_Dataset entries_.
*** Block opens ***
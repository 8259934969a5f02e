use std::collections::{HashMap, HashSet};

use crate::{Coordinate, Direction, Environment, GridError, GridSpec};

#[derive(Debug, Clone)]
/// Runtime form of a grid world with frozen blocked cells, rewards, and the
/// slip movement model.
pub struct GridWorld {
    width: i32,
    height: i32,
    step_reward: f64,
    slip: f64,
    blocked: HashSet<Coordinate>,
    positive_terminal: Coordinate,
    positive_reward: f64,
    negative_terminal: Coordinate,
    negative_reward: f64,
    reward_overrides: HashMap<Coordinate, f64>,
}

impl GridWorld {
    /// Compile and validate a spec into a frozen runtime snapshot.
    pub(crate) fn from_spec(spec: &GridSpec) -> Result<Self, GridError> {
        spec.validate()?;

        Ok(Self {
            width: spec.width,
            height: spec.height,
            step_reward: spec.step_reward,
            slip: spec.slip,
            blocked: spec.blocked.iter().copied().collect(),
            positive_terminal: spec.positive_terminal.coord,
            positive_reward: spec.positive_terminal.reward,
            negative_terminal: spec.negative_terminal.coord,
            negative_reward: spec.negative_terminal.reward,
            reward_overrides: spec
                .rewards
                .iter()
                .map(|cell| (cell.coord, cell.reward))
                .collect(),
        })
    }

    /// Number of columns.
    pub fn width(&self) -> i32 {
        self.width
    }

    /// Number of rows.
    pub fn height(&self) -> i32 {
        self.height
    }

    /// The absorbing goal cell.
    pub fn positive_terminal(&self) -> Coordinate {
        self.positive_terminal
    }

    /// The absorbing penalty cell.
    pub fn negative_terminal(&self) -> Coordinate {
        self.negative_terminal
    }

    /// Probability mass diverted to perpendicular moves.
    pub fn slip(&self) -> f64 {
        self.slip
    }

    fn in_bounds(&self, coord: Coordinate) -> bool {
        (0..self.width).contains(&coord.x) && (0..self.height).contains(&coord.y)
    }

    /// Where a single attempted move actually lands: the neighbor, or the
    /// current cell when the neighbor is off-grid or blocked.
    fn resolve_move(&self, state: Coordinate, direction: Direction) -> Coordinate {
        let target = state.step(direction);
        if self.in_bounds(target) && !self.blocked.contains(&target) {
            target
        } else {
            state
        }
    }
}

impl Environment for GridWorld {
    fn states(&self) -> Vec<Coordinate> {
        let mut states = Vec::with_capacity((self.width * self.height) as usize);
        for y in 0..self.height {
            for x in 0..self.width {
                let coord = Coordinate::new(x, y);
                if !self.blocked.contains(&coord) {
                    states.push(coord);
                }
            }
        }
        states
    }

    fn is_blocked(&self, coord: Coordinate) -> bool {
        !self.in_bounds(coord) || self.blocked.contains(&coord)
    }

    fn is_terminal(&self, coord: Coordinate) -> bool {
        coord == self.positive_terminal || coord == self.negative_terminal
    }

    fn reward(&self, coord: Coordinate) -> f64 {
        if coord == self.positive_terminal {
            return self.positive_reward;
        }
        if coord == self.negative_terminal {
            return self.negative_reward;
        }
        self.reward_overrides
            .get(&coord)
            .copied()
            .unwrap_or(self.step_reward)
    }

    fn transitions(&self, state: Coordinate, direction: Direction) -> Vec<(Coordinate, f64)> {
        let [left, right] = direction.perpendicular();
        let attempts = [
            (direction, 1.0 - self.slip),
            (left, self.slip / 2.0),
            (right, self.slip / 2.0),
        ];

        // Bounced moves fold their mass onto the current cell, so outcomes
        // landing on the same coordinate are merged.
        let mut outcomes: Vec<(Coordinate, f64)> = Vec::with_capacity(3);
        for (attempt, prob) in attempts {
            if prob == 0.0 {
                continue;
            }
            let dest = self.resolve_move(state, attempt);
            match outcomes.iter_mut().find(|(c, _)| *c == dest) {
                Some((_, mass)) => *mass += prob,
                None => outcomes.push((dest, prob)),
            }
        }
        outcomes
    }
}
use gridplan_env::{Coordinate, Direction, GridBuilder};

use crate::solver::tests::fixtures::{corridor, four_by_three};
use crate::{SolverConfig, extract_policy, solve};

fn config(gamma: f64) -> SolverConfig {
    SolverConfig {
        gamma,
        epsilon: 1e-6,
        max_sweeps: 10_000,
    }
}

#[test]
fn corridor_policy_points_at_the_goal() {
    let world = corridor();
    let cfg = config(0.9);
    let utilities = solve(&world, &cfg).expect("solve should converge");
    let policy = extract_policy(&utilities, &world).expect("extraction should succeed");

    assert_eq!(policy.get(Coordinate::new(0, 0)), Some(Direction::East));
    assert_eq!(policy.get(Coordinate::new(1, 0)), Some(Direction::East));
}

#[test]
fn policy_covers_terminals_for_interface_uniformity() {
    let world = four_by_three();
    let cfg = config(0.95);
    let utilities = solve(&world, &cfg).expect("solve should converge");
    let policy = extract_policy(&utilities, &world).expect("extraction should succeed");

    assert_eq!(policy.len(), utilities.len());
    assert!(policy.get(world.positive_terminal()).is_some());
    assert!(policy.get(world.negative_terminal()).is_some());
}

#[test]
fn extraction_is_deterministic() {
    let world = four_by_three();
    let cfg = config(0.95);
    let utilities = solve(&world, &cfg).expect("solve should converge");

    let first = extract_policy(&utilities, &world).expect("extraction should succeed");
    let second = extract_policy(&utilities, &world).expect("extraction should succeed");

    assert_eq!(first, second);
}

#[test]
fn ties_resolve_to_the_earliest_cardinal_direction() {
    // Both corridor ends pay +1, so east and west look identical from the
    // middle cell. East precedes west in the cardinal order and must win.
    let mut builder = GridBuilder::new(3, 1);
    builder.positive_terminal(0, 0, 1.0).expect("in bounds");
    builder.negative_terminal(2, 0, 1.0).expect("in bounds");
    let world = builder.compile().expect("world compiles");

    let utilities = solve(&world, &config(0.9)).expect("solve should converge");
    let policy = extract_policy(&utilities, &world).expect("extraction should succeed");

    assert_eq!(policy.get(Coordinate::new(1, 0)), Some(Direction::East));
}

#[test]
fn risky_cell_avoids_stepping_into_the_penalty() {
    let world = four_by_three();
    let cfg = config(0.95);
    let utilities = solve(&world, &cfg).expect("solve should converge");
    let policy = extract_policy(&utilities, &world).expect("extraction should succeed");

    // (2, 1) sits directly west of the -1 terminal.
    assert_ne!(policy.get(Coordinate::new(2, 1)), Some(Direction::East));
    // The cell west of the +1 terminal walks straight in.
    assert_eq!(policy.get(Coordinate::new(2, 0)), Some(Direction::East));
}
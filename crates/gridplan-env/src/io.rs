use std::{fs, path::Path};

use crate::{GridError, GridSpec, GridWorld};

/// Load a grid spec from YAML on disk.
pub fn load_yaml(path: impl AsRef<Path>) -> Result<GridSpec, GridError> {
    let yaml = fs::read_to_string(path)?;
    let spec: GridSpec = serde_yaml::from_str(&yaml)?;
    Ok(spec)
}

/// Load and compile a grid world from a YAML file.
pub fn compile_yaml(path: impl AsRef<Path>) -> Result<GridWorld, GridError> {
    let spec = load_yaml(path)?;
    spec.compile()
}

/// Serialize and write a grid spec to YAML.
pub fn save_yaml(path: impl AsRef<Path>, spec: &GridSpec) -> Result<(), GridError> {
    let yaml = serde_yaml::to_string(spec)?;
    fs::write(path, yaml)?;
    Ok(())
}
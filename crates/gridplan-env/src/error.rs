use thiserror::Error;

use crate::Coordinate;

#[derive(Debug, Error)]
/// Error type for grid schema loading, validation, and builder operations.
pub enum GridError {
    #[error("failed to read YAML file: {0}")]
    Io(#[from] std::io::Error),

    #[error("failed to parse YAML: {0}")]
    Yaml(#[from] serde_yaml::Error),

    #[error("grid dimensions must be positive, got {width}x{height}")]
    InvalidDimensions { width: i32, height: i32 },

    #[error("slip probability must be within [0, 1], got {value}")]
    SlipOutOfRange { value: f64 },

    #[error("reward for {context} must be finite, got {value}")]
    NonFiniteReward { context: String, value: f64 },

    #[error("blocked cell {coord} is outside the {width}x{height} grid")]
    BlockedOutOfBounds {
        coord: Coordinate,
        width: i32,
        height: i32,
    },

    #[error("blocked cell {coord} is declared more than once")]
    DuplicateBlockedCell { coord: Coordinate },

    #[error("missing {kind} terminal")]
    MissingTerminal { kind: &'static str },

    #[error("{kind} terminal {coord} is outside the {width}x{height} grid")]
    TerminalOutOfBounds {
        kind: &'static str,
        coord: Coordinate,
        width: i32,
        height: i32,
    },

    #[error("{kind} terminal {coord} sits on a blocked cell")]
    TerminalBlocked {
        kind: &'static str,
        coord: Coordinate,
    },

    #[error("positive and negative terminals both sit at {coord}")]
    TerminalsCoincide { coord: Coordinate },

    #[error("reward override at {coord} is outside the {width}x{height} grid")]
    RewardOutOfBounds {
        coord: Coordinate,
        width: i32,
        height: i32,
    },

    #[error("reward override at {coord} targets a blocked cell")]
    RewardOnBlockedCell { coord: Coordinate },

    #[error("reward override at {coord} shadows a terminal reward")]
    RewardShadowsTerminal { coord: Coordinate },

    #[error("builder referenced cell {coord} outside the {width}x{height} grid")]
    BuilderCellOutOfBounds {
        coord: Coordinate,
        width: i32,
        height: i32,
    },
}
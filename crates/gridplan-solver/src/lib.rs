mod solver;

pub use solver::config::{SolverConfig, SolverConfigError};
pub use solver::error::SolveError;
pub use solver::maps::{PolicyMap, UtilityMap};
pub use solver::policy::extract_policy;
pub use solver::value_iteration::{SolveMetrics, solve, solve_from, solve_with_metrics};
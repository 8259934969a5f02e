use std::collections::HashMap;

use gridplan_env::{Coordinate, Direction, Environment};

use crate::solver::{
    error::SolveError,
    maps::{PolicyMap, UtilityMap},
    value_iteration,
};

/// Derive the greedy policy from a converged utility map.
///
/// Directions are scanned in `Direction::CARDINAL` order and a candidate
/// replaces the incumbent only on a strictly greater expected utility, so
/// ties resolve to the earliest direction. Every coordinate in the utility
/// map gets an entry, terminals included; a rational agent never acts on the
/// terminal entries, but keeping them makes the policy's key set match the
/// utilities'.
pub fn extract_policy(
    utilities: &UtilityMap,
    env: &impl Environment,
) -> Result<PolicyMap, SolveError> {
    let mut actions: HashMap<Coordinate, Direction> = HashMap::with_capacity(utilities.len());

    for (state, _) in utilities.iter() {
        let mut best_utility = f64::NEG_INFINITY;
        let mut best_direction = Direction::CARDINAL[0];

        for direction in Direction::CARDINAL {
            let action_utility =
                value_iteration::expected_utility(env, utilities.inner(), state, direction)?;
            if action_utility > best_utility {
                best_utility = action_utility;
                best_direction = direction;
            }
        }

        actions.insert(state, best_direction);
    }

    Ok(PolicyMap::new(actions))
}
use rand::{RngCore, SeedableRng};
use rand_chacha::ChaCha8Rng;

use crate::{Coordinate, Direction, Environment, GridWorld};

#[derive(Debug, Clone)]
/// Seeded simulator over a compiled grid world.
pub struct GridSimulator {
    world: GridWorld,
    rng: ChaCha8Rng,
}

impl GridSimulator {
    /// Create a simulator with deterministic RNG seed.
    pub fn new(world: GridWorld, seed: u64) -> Self {
        Self {
            world,
            rng: ChaCha8Rng::seed_from_u64(seed),
        }
    }

    /// Borrow the underlying grid world.
    pub fn world(&self) -> &GridWorld {
        &self.world
    }

    /// Sample one `(next_state, reward, terminal)` transition. Terminal
    /// states absorb: stepping from one is a no-op with zero reward.
    pub fn step(&mut self, state: Coordinate, direction: Direction) -> (Coordinate, f64, bool) {
        if self.world.is_terminal(state) {
            return (state, 0.0, true);
        }

        let sample = (self.rng.next_u64() as f64) / ((u64::MAX as f64) + 1.0);
        let outcomes = self.world.transitions(state, direction);

        let mut cumulative = 0.0_f64;
        let mut chosen = outcomes.len().saturating_sub(1);
        for (idx, (_, prob)) in outcomes.iter().enumerate() {
            cumulative += prob;
            if sample < cumulative {
                chosen = idx;
                break;
            }
        }

        let next = outcomes[chosen].0;
        (next, self.world.reward(next), self.world.is_terminal(next))
    }
}

mod config_tests;
mod policy_tests;
mod property_tests;
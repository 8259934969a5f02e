use std::collections::HashMap;

use gridplan_env::{Coordinate, Direction};

/// Converged state utilities, keyed by coordinate. Constructed by the solver
/// and read-only afterwards; its key set is exactly the non-blocked
/// coordinates of the snapshot it was solved against.
#[derive(Debug, Clone, PartialEq)]
pub struct UtilityMap {
    utilities: HashMap<Coordinate, f64>,
}

impl UtilityMap {
    pub(crate) fn new(utilities: HashMap<Coordinate, f64>) -> Self {
        Self { utilities }
    }

    /// Utility of a state, if it is part of the snapshot.
    pub fn get(&self, coord: Coordinate) -> Option<f64> {
        self.utilities.get(&coord).copied()
    }

    pub fn contains(&self, coord: Coordinate) -> bool {
        self.utilities.contains_key(&coord)
    }

    pub fn iter(&self) -> impl Iterator<Item = (Coordinate, f64)> + '_ {
        self.utilities.iter().map(|(&c, &u)| (c, u))
    }

    pub fn len(&self) -> usize {
        self.utilities.len()
    }

    pub fn is_empty(&self) -> bool {
        self.utilities.is_empty()
    }

    pub(crate) fn inner(&self) -> &HashMap<Coordinate, f64> {
        &self.utilities
    }
}

/// Greedy action per state, derived from a converged utility map. Covers the
/// same key set as the utilities it was extracted from, terminals included.
#[derive(Debug, Clone, PartialEq, Eq)]
pub struct PolicyMap {
    actions: HashMap<Coordinate, Direction>,
}

impl PolicyMap {
    pub(crate) fn new(actions: HashMap<Coordinate, Direction>) -> Self {
        Self { actions }
    }

    /// Chosen direction for a state, if it is part of the snapshot.
    pub fn get(&self, coord: Coordinate) -> Option<Direction> {
        self.actions.get(&coord).copied()
    }

    pub fn iter(&self) -> impl Iterator<Item = (Coordinate, Direction)> + '_ {
        self.actions.iter().map(|(&c, &d)| (c, d))
    }

    pub fn len(&self) -> usize {
        self.actions.len()
    }

    pub fn is_empty(&self) -> bool {
        self.actions.is_empty()
    }
}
*** Block closes ***
_What you should do_. Copy out every line of the data that includes the word "path".

_Solution_.
use std::{fs, path::Path};
pub fn load_yaml(path: impl AsRef<Path>) -> Result<GridSpec, GridError> {
    let yaml = fs::read_to_string(path)?;
pub fn compile_yaml(path: impl AsRef<Path>) -> Result<GridWorld, GridError> {
    let spec = load_yaml(path)?;
pub fn save_yaml(path: impl AsRef<Path>, spec: &GridSpec) -> Result<(), GridError> {
    fs::write(path, yaml)?;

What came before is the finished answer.